Assigning roles to a smart card authenticated user

[Pdub]

When accessing our web sites, users must enter their smart card, type in a
PIN, and then a third party site authenticates and sets a server variable if
they are valid. My apps take this value
(request.ServerVariables("HTTP_OURUSERS")) and then compares it to values in
my database. Based on this I set the role of the user. In classic asp apps
this was pretty straight forward; I would set a session value containing the
role and then each page had an include that checked to see if a user had
permission to access this page.

I would like to take advantage of the role manager in asp.net but I am very
confused as to the best way to go about it. In the one asp.net I have done, I
had 2 roles and used the master page to allow or deny access to each page. My
new app has 4 roles and a lot more pages.

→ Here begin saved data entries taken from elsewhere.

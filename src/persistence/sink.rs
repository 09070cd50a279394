//! Destination for newly built entries

use std::fs::OpenOptions;
use std::io::Write;
use std::path::{Path, PathBuf};

use crate::types::*;

/// Where appended entries go
#[derive(Debug, Clone, PartialEq, Eq)]
pub enum OutputSink {
    /// Append to this file
    File(PathBuf),
    /// Collect in memory, emitted at the end of the run
    Buffer(String),
}

impl OutputSink {
    /// File sink if `output` is given, memory buffer otherwise
    pub fn new(output: Option<&Path>) -> Self {
        match output {
            Some(path) => OutputSink::File(path.to_path_buf()),
            None => OutputSink::Buffer(String::new()),
        }
    }

    /// Append a rendered entry preceded by a separating blank line
    pub fn append(&mut self, rendered: &str) -> ImportResult<()> {
        let mut text = String::with_capacity(rendered.len() + 2);
        text.push('\n');
        text.push_str(rendered);
        if !rendered.ends_with('\n') {
            text.push('\n');
        }

        match self {
            OutputSink::Buffer(buffer) => {
                buffer.push_str(&text);
                Ok(())
            }
            OutputSink::File(path) => {
                let mut file = OpenOptions::new()
                    .create(true)
                    .append(true)
                    .open(&*path)
                    .map_err(|e| ImportError::Write(format!("{}: {}", path.display(), e)))?;
                file.write_all(text.as_bytes())
                    .map_err(|e| ImportError::Write(format!("{}: {}", path.display(), e)))?;
                tracing::info!(path = %path.display(), "appended entry");
                Ok(())
            }
        }
    }

    /// The output file, if writing to one
    pub fn path(&self) -> Option<&Path> {
        match self {
            OutputSink::File(path) => Some(path.as_path()),
            OutputSink::Buffer(_) => None,
        }
    }

    /// Hand over the buffered entries, leaving the buffer empty
    pub fn take_buffer(&mut self) -> Option<String> {
        match self {
            OutputSink::Buffer(buffer) => Some(std::mem::take(buffer)),
            OutputSink::File(_) => None,
        }
    }
}

#[cfg(test)]
mod tests {
    use super::*;
    use tempfile::TempDir;

    #[test]
    fn test_buffer_sink() {
        let mut sink = OutputSink::new(None);
        sink.append("2024-03-05 * \"A\" \"\"\n").unwrap();
        sink.append("2024-03-06 * \"B\" \"\"").unwrap();

        assert_eq!(sink.path(), None);
        assert_eq!(
            sink.take_buffer().unwrap(),
            "\n2024-03-05 * \"A\" \"\"\n\n2024-03-06 * \"B\" \"\"\n"
        );
        assert_eq!(sink.take_buffer().unwrap(), "");
    }

    #[test]
    fn test_file_sink_appends() {
        let dir = TempDir::new().unwrap();
        let path = dir.path().join("out.bean");
        std::fs::write(&path, "; existing\n").unwrap();

        let mut sink = OutputSink::new(Some(&path));
        sink.append("2024-03-05 * \"A\" \"\"\n").unwrap();

        assert_eq!(
            std::fs::read_to_string(&path).unwrap(),
            "; existing\n\n2024-03-05 * \"A\" \"\"\n"
        );
        assert!(sink.take_buffer().is_none());
    }
}
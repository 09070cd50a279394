//! Ledger module containing loading, rendering and posting construction

pub mod builder;
pub mod format;
pub mod index;
pub mod loader;

pub use builder::*;
pub use format::*;
pub use index::*;
pub use loader::*;
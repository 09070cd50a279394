//! Reconciliation of bank records against ledger entries
//!
//! [`PendingResolver`] decides which statement records still need work and
//! [`Matcher`] ranks the ledger postings a pending record could be linked to.

pub mod matcher;
pub mod pending;

pub use matcher::*;
pub use pending::*;

/// The account being reconciled and the statement it is reconciled against
#[derive(Debug, Clone, PartialEq, Eq)]
pub struct ReconcileTarget {
    /// Ledger account, e.g. `Assets:Checking`
    pub account: String,
    /// Bank account id from the statement, recognized in older entry metadata
    pub statement_account: Option<String>,
}

impl ReconcileTarget {
    /// Target `account` with no statement account id
    pub fn new(account: impl Into<String>) -> Self {
        Self {
            account: account.into(),
            statement_account: None,
        }
    }

    /// Also recognize entries tagged with this statement account id
    pub fn with_statement_account(mut self, statement_account: impl Into<String>) -> Self {
        self.statement_account = Some(statement_account.into());
        self
    }
}
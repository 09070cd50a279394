//! Rendering of entries in ledger syntax

use bigdecimal::BigDecimal;
use std::fmt::{self, Display, Formatter, Write};

use crate::types::*;

const INDENT: &str = "  ";
const META_INDENT: &str = "    ";

/// Format an amount with at least two decimal places
pub fn format_amount(amount: &BigDecimal) -> String {
    let (_, scale) = amount.as_bigint_and_exponent();
    if scale < 2 {
        amount.with_scale(2).to_string()
    } else {
        amount.to_string()
    }
}

/// Quote a string the way the ledger expects
pub fn quoted(text: &str) -> String {
    format!("\"{}\"", text.replace('\\', "\\\\").replace('"', "\\\""))
}

/// One-line summary: date, flag, payee, narration, tags, links and the
/// positive total
pub fn format_head(entry: &LedgerEntry) -> String {
    let mut head = format!("{} {}", entry.date, entry.flag);
    write_description(&mut head, entry);
    head.push(' ');
    head.push_str(&format_amount(&entry.positive_total()));
    head
}

fn write_description(out: &mut String, entry: &LedgerEntry) {
    match (&entry.payee, &entry.narration) {
        (Some(payee), narration) => {
            let _ = write!(
                out,
                " {} {}",
                quoted(payee),
                quoted(narration.as_deref().unwrap_or_default())
            );
        }
        (None, Some(narration)) => {
            let _ = write!(out, " {}", quoted(narration));
        }
        (None, None) => {}
    }
    for tag in &entry.tags {
        let _ = write!(out, " #{}", tag);
    }
    for link in &entry.links {
        let _ = write!(out, " ^{}", link);
    }
}

impl Display for Posting {
    fn fmt(&self, f: &mut Formatter<'_>) -> fmt::Result {
        f.write_str(INDENT)?;
        if let Some(flag) = self.flag {
            write!(f, "{} ", flag)?;
        }
        write!(
            f,
            "{}  {} {}",
            self.account,
            format_amount(&self.amount),
            self.currency
        )?;
        if let Some(annotation) = &self.annotation {
            write!(f, " {}", annotation)?;
        }
        if let Some(rec) = &self.meta.rec {
            write!(f, "\n{}{}: {}", META_INDENT, REC_KEY, quoted(rec))?;
        }
        for (key, value) in &self.meta.extra {
            write!(f, "\n{}{}: {}", META_INDENT, key, value)?;
        }
        Ok(())
    }
}

impl Display for LedgerEntry {
    fn fmt(&self, f: &mut Formatter<'_>) -> fmt::Result {
        let mut head = format!("{} {}", self.date, self.flag);
        write_description(&mut head, self);
        f.write_str(&head)?;

        if let Some(account) = &self.meta.account {
            write!(f, "\n{}{}: {}", INDENT, ACCOUNT_KEY, quoted(account))?;
        }
        if let Some(id) = &self.meta.id {
            write!(f, "\n{}{}: {}", INDENT, ID_KEY, quoted(id))?;
        }
        for (key, value) in &self.meta.extra {
            write!(f, "\n{}{}: {}", INDENT, key, value)?;
        }
        for posting in &self.postings {
            write!(f, "\n{}", posting)?;
        }
        Ok(())
    }
}

/// Render an entry as ledger text, terminated by a newline
pub fn render_entry(entry: &LedgerEntry) -> String {
    format!("{}\n", entry)
}

/// New text for an edited entry's lines, given their `current` text
///
/// When the only change from `loaded` is new `rec` markers, those lines are
/// slotted in under their postings and the rest of `current` is kept as is,
/// comments included. Any other change re-renders the whole entry.
pub fn render_in_place(current: &str, loaded: &LedgerEntry, edited: &LedgerEntry) -> String {
    added_recs(loaded, edited)
        .and_then(|added| insert_rec_lines(current, loaded, &added))
        .unwrap_or_else(|| render_entry(edited))
}

/// `(posting index, rec)` pairs, if nothing else differs
fn added_recs<'e>(loaded: &LedgerEntry, edited: &'e LedgerEntry) -> Option<Vec<(usize, &'e str)>> {
    if loaded.postings.len() != edited.postings.len() {
        return None;
    }

    let mut unmarked = edited.clone();
    let mut added = Vec::new();
    for (index, (before, after)) in loaded.postings.iter().zip(&edited.postings).enumerate() {
        if let (None, Some(rec)) = (&before.meta.rec, &after.meta.rec) {
            added.push((index, rec.as_str()));
            unmarked.postings[index].meta.rec = None;
        }
    }
    (unmarked == *loaded).then_some(added)
}

fn insert_rec_lines(current: &str, loaded: &LedgerEntry, added: &[(usize, &str)]) -> Option<String> {
    let location = loaded.location()?;
    let mut lines: Vec<String> = current.split_inclusive('\n').map(str::to_string).collect();

    for &(index, rec) in added.iter().rev() {
        let range = location.postings.get(index)?;
        let first = range.first.checked_sub(location.lineno)?;
        let last = range.last.checked_sub(location.lineno)?;
        if last >= lines.len() {
            return None;
        }

        let indent: String = lines[first]
            .chars()
            .take_while(|c| *c == ' ' || *c == '\t')
            .collect();
        if !lines[last].ends_with('\n') {
            lines[last].push('\n');
        }
        lines.insert(
            last + 1,
            format!("{}{}{}: {}\n", indent, INDENT, REC_KEY, quoted(rec)),
        );
    }
    Some(lines.concat())
}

Any advice on the best direction is
greatly appreciated.

 

[Joe Kaplan]

Probably the right way to do this would be to implement your own custom role
provider class that reads this header value and does the database lookup to
retrieve the roles. This should integrated nicely with both the role
manager framework and your custom authentication system that you have in
place. You just derive a class from the RoleProvider base class.

The important methods to implement are IsUserInRole and GetRolesForUser,
although you have to override several others as well. Most of the other
ones you can probably leave with empty method bodies to start with.

Joe K.